*** Opening of DATA SHOWN ***
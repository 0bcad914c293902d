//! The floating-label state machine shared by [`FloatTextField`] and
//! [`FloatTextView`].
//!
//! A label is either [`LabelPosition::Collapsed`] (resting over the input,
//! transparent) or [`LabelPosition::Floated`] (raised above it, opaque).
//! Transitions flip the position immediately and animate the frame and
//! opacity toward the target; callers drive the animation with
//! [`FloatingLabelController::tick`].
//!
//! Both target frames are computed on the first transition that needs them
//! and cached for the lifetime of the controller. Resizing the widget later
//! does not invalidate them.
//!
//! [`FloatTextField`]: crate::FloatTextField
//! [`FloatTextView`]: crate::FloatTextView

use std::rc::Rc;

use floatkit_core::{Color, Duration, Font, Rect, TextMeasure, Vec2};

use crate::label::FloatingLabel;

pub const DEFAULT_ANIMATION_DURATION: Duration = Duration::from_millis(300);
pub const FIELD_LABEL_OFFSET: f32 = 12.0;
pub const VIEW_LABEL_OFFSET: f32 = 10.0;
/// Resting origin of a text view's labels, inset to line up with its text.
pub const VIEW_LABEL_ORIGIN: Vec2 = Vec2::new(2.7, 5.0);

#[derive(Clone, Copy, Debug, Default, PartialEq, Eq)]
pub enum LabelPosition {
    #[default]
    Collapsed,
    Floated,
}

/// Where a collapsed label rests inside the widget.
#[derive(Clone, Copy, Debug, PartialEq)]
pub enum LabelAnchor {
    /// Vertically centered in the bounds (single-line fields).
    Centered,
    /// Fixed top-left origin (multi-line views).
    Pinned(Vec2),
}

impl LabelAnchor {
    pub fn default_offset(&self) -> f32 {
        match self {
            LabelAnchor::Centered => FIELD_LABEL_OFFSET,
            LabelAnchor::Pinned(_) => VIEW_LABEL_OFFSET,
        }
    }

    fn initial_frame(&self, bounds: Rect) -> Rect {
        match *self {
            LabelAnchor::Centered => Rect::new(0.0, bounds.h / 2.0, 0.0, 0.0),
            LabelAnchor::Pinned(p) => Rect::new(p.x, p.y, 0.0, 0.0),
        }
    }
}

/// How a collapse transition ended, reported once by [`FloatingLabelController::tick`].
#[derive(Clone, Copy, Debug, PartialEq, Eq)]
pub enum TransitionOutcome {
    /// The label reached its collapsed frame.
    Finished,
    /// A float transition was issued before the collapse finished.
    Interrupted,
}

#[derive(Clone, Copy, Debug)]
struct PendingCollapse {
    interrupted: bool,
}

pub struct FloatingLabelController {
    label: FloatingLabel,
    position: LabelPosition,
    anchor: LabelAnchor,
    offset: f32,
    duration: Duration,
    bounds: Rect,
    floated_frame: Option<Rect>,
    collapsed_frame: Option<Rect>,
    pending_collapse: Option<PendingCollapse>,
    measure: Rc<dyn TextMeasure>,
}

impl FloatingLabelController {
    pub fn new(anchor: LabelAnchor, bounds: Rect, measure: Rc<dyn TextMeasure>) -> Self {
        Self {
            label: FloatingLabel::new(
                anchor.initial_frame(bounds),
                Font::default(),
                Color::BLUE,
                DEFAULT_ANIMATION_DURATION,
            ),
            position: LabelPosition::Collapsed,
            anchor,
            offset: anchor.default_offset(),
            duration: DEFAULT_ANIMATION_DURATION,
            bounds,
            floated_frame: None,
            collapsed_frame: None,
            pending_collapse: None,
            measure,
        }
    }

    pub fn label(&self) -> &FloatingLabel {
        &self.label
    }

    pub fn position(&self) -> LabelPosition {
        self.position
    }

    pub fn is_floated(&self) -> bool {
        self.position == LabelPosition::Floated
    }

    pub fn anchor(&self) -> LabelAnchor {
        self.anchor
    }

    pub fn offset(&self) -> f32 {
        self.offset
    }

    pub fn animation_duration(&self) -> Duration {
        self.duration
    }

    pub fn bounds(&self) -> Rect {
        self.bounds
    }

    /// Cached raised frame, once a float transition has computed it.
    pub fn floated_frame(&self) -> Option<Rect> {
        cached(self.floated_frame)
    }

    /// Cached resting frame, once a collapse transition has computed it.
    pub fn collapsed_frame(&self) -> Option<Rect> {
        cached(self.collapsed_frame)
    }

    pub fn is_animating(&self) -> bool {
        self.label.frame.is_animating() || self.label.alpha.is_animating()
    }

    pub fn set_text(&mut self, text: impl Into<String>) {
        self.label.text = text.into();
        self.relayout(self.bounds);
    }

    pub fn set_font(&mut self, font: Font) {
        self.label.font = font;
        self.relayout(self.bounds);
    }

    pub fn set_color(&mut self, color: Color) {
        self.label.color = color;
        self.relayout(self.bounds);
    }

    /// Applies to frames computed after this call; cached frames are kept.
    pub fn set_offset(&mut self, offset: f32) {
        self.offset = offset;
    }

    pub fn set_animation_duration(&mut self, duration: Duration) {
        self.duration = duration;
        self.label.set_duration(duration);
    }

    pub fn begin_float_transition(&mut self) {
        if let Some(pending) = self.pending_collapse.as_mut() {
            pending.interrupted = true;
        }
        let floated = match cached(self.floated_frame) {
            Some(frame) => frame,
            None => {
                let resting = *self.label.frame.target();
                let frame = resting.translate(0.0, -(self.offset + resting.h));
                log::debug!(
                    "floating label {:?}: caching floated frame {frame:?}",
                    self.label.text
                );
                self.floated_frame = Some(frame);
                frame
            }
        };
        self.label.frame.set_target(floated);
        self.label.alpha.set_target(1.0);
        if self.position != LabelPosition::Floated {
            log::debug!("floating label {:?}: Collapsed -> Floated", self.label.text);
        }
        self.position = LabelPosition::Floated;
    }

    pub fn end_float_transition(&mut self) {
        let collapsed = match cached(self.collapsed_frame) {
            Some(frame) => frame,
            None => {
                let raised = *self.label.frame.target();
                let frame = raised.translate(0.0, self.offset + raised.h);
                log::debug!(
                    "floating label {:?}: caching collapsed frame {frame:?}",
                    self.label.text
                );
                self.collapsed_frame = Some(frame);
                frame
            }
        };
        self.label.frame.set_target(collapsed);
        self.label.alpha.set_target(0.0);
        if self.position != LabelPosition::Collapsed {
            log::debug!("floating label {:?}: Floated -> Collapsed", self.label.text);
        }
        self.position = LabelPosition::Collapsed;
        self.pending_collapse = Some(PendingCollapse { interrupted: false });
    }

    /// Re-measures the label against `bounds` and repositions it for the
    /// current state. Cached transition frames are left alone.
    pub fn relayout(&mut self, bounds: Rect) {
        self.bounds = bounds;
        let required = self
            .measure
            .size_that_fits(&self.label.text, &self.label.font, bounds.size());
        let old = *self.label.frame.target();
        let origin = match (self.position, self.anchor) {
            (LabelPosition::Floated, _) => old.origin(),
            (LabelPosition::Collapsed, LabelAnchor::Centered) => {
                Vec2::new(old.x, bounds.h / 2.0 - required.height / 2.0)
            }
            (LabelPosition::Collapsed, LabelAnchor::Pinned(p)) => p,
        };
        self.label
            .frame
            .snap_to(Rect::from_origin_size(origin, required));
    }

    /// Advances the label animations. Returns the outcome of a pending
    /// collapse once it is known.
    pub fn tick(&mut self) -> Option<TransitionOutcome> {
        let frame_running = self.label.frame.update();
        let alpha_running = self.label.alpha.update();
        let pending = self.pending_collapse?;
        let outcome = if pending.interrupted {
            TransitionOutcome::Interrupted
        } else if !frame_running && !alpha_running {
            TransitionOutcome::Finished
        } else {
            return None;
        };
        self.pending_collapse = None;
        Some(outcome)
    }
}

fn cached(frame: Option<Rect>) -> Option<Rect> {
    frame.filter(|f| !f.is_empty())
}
*** Close of DATA SHOWN ***
PROBLEM TO WORK ON:
All of the entries must be given again, word for word.

OUTPUT FOR THIS TASK:
repository 0bcad914c293902d
//! The floating-label state machine shared by [`FloatTextField`] and
//! [`FloatTextView`].
//!
//! A label is either [`LabelPosition::Collapsed`] (resting over the input,
//! transparent) or [`LabelPosition::Floated`] (raised above it, opaque).
//! Transitions flip the position immediately and animate the frame and
//! opacity toward the target; callers drive the animation with
//! [`FloatingLabelController::tick`].
//!
//! Both target frames are computed on the first transition that needs them
//! and cached for the lifetime of the controller. Resizing the widget later
//! does not invalidate them.
//!
//! [`FloatTextField`]: crate::FloatTextField
//! [`FloatTextView`]: crate::FloatTextView

use std::rc::Rc;

use floatkit_core::{Color, Duration, Font, Rect, TextMeasure, Vec2};

use crate::label::FloatingLabel;

pub const DEFAULT_ANIMATION_DURATION: Duration = Duration::from_millis(300);
pub const FIELD_LABEL_OFFSET: f32 = 12.0;
pub const VIEW_LABEL_OFFSET: f32 = 10.0;
/// Resting origin of a text view's labels, inset to line up with its text.
pub const VIEW_LABEL_ORIGIN: Vec2 = Vec2::new(2.7, 5.0);

#[derive(Clone, Copy, Debug, Default, PartialEq, Eq)]
pub enum LabelPosition {
    #[default]
    Collapsed,
    Floated,
}

/// Where a collapsed label rests inside the widget.
#[derive(Clone, Copy, Debug, PartialEq)]
pub enum LabelAnchor {
    /// Vertically centered in the bounds (single-line fields).
    Centered,
    /// Fixed top-left origin (multi-line views).
    Pinned(Vec2),
}

impl LabelAnchor {
    pub fn default_offset(&self) -> f32 {
        match self {
            LabelAnchor::Centered => FIELD_LABEL_OFFSET,
            LabelAnchor::Pinned(_) => VIEW_LABEL_OFFSET,
        }
    }

    fn initial_frame(&self, bounds: Rect) -> Rect {
        match *self {
            LabelAnchor::Centered => Rect::new(0.0, bounds.h / 2.0, 0.0, 0.0),
            LabelAnchor::Pinned(p) => Rect::new(p.x, p.y, 0.0, 0.0),
        }
    }
}

/// How a collapse transition ended, reported once by [`FloatingLabelController::tick`].
#[derive(Clone, Copy, Debug, PartialEq, Eq)]
pub enum TransitionOutcome {
    /// The label reached its collapsed frame.
    Finished,
    /// A float transition was issued before the collapse finished.
    Interrupted,
}

#[derive(Clone, Copy, Debug)]
struct PendingCollapse {
    interrupted: bool,
}

pub struct FloatingLabelController {
    label: FloatingLabel,
    position: LabelPosition,
    anchor: LabelAnchor,
    offset: f32,
    duration: Duration,
    bounds: Rect,
    floated_frame: Option<Rect>,
    collapsed_frame: Option<Rect>,
    pending_collapse: Option<PendingCollapse>,
    measure: Rc<dyn TextMeasure>,
}

impl FloatingLabelController {
    pub fn new(anchor: LabelAnchor, bounds: Rect, measure: Rc<dyn TextMeasure>) -> Self {
        Self {
            label: FloatingLabel::new(
                anchor.initial_frame(bounds),
                Font::default(),
                Color::BLUE,
                DEFAULT_ANIMATION_DURATION,
            ),
            position: LabelPosition::Collapsed,
            anchor,
            offset: anchor.default_offset(),
            duration: DEFAULT_ANIMATION_DURATION,
            bounds,
            floated_frame: None,
            collapsed_frame: None,
            pending_collapse: None,
            measure,
        }
    }

    pub fn label(&self) -> &FloatingLabel {
        &self.label
    }

    pub fn position(&self) -> LabelPosition {
        self.position
    }

    pub fn is_floated(&self) -> bool {
        self.position == LabelPosition::Floated
    }

    pub fn anchor(&self) -> LabelAnchor {
        self.anchor
    }

    pub fn offset(&self) -> f32 {
        self.offset
    }

    pub fn animation_duration(&self) -> Duration {
        self.duration
    }

    pub fn bounds(&self) -> Rect {
        self.bounds
    }

    /// Cached raised frame, once a float transition has computed it.
    pub fn floated_frame(&self) -> Option<Rect> {
        cached(self.floated_frame)
    }

    /// Cached resting frame, once a collapse transition has computed it.
    pub fn collapsed_frame(&self) -> Option<Rect> {
        cached(self.collapsed_frame)
    }

    pub fn is_animating(&self) -> bool {
        self.label.frame.is_animating() || self.label.alpha.is_animating()
    }

    pub fn set_text(&mut self, text: impl Into<String>) {
        self.label.text = text.into();
        self.relayout(self.bounds);
    }

    pub fn set_font(&mut self, font: Font) {
        self.label.font = font;
        self.relayout(self.bounds);
    }

    pub fn set_color(&mut self, color: Color) {
        self.label.color = color;
        self.relayout(self.bounds);
    }

    /// Applies to frames computed after this call; cached frames are kept.
    pub fn set_offset(&mut self, offset: f32) {
        self.offset = offset;
    }

    pub fn set_animation_duration(&mut self, duration: Duration) {
        self.duration = duration;
        self.label.set_duration(duration);
    }

    pub fn begin_float_transition(&mut self) {
        if let Some(pending) = self.pending_collapse.as_mut() {
            pending.interrupted = true;
        }
        let floated = match cached(self.floated_frame) {
            Some(frame) => frame,
            None => {
                let resting = *self.label.frame.target();
                let frame = resting.translate(0.0, -(self.offset + resting.h));
                log::debug!(
                    "floating label {:?}: caching floated frame {frame:?}",
                    self.label.text
                );
                self.floated_frame = Some(frame);
                frame
            }
        };
        self.label.frame.set_target(floated);
        self.label.alpha.set_target(1.0);
        if self.position != LabelPosition::Floated {
            log::debug!("floating label {:?}: Collapsed -> Floated", self.label.text);
        }
        self.position = LabelPosition::Floated;
    }

    pub fn end_float_transition(&mut self) {
        let collapsed = match cached(self.collapsed_frame) {
            Some(frame) => frame,
            None => {
                let raised = *self.label.frame.target();
                let frame = raised.translate(0.0, self.offset + raised.h);
                log::debug!(
                    "floating label {:?}: caching collapsed frame {frame:?}",
                    self.label.text
                );
                self.collapsed_frame = Some(frame);
                frame
            }
        };
        self.label.frame.set_target(collapsed);
        self.label.alpha.set_target(0.0);
        if self.position != LabelPosition::Collapsed {
            log::debug!("floating label {:?}: Floated -> Collapsed", self.label.text);
        }
        self.position = LabelPosition::Collapsed;
        self.pending_collapse = Some(PendingCollapse { interrupted: false });
    }

    /// Re-measures the label against `bounds` and repositions it for the
    /// current state. Cached transition frames are left alone.
    pub fn relayout(&mut self, bounds: Rect) {
        self.bounds = bounds;
        let required = self
            .measure
            .size_that_fits(&self.label.text, &self.label.font, bounds.size());
        let old = *self.label.frame.target();
        let origin = match (self.position, self.anchor) {
            (LabelPosition::Floated, _) => old.origin(),
            (LabelPosition::Collapsed, LabelAnchor::Centered) => {
                Vec2::new(old.x, bounds.h / 2.0 - required.height / 2.0)
            }
            (LabelPosition::Collapsed, LabelAnchor::Pinned(p)) => p,
        };
        self.label
            .frame
            .snap_to(Rect::from_origin_size(origin, required));
    }

    /// Advances the label animations. Returns the outcome of a pending
    /// collapse once it is known.
    pub fn tick(&mut self) -> Option<TransitionOutcome> {
        let frame_running = self.label.frame.update();
        let alpha_running = self.label.alpha.update();
        let pending = self.pending_collapse?;
        let outcome = if pending.interrupted {
            TransitionOutcome::Interrupted
        } else if !frame_running && !alpha_running {
            TransitionOutcome::Finished
        } else {
            return None;
        };
        self.pending_collapse = None;
        Some(outcome)
    }
}

fn cached(frame: Option<Rect>) -> Option<Rect> {
    frame.filter(|f| !f.is_empty())
}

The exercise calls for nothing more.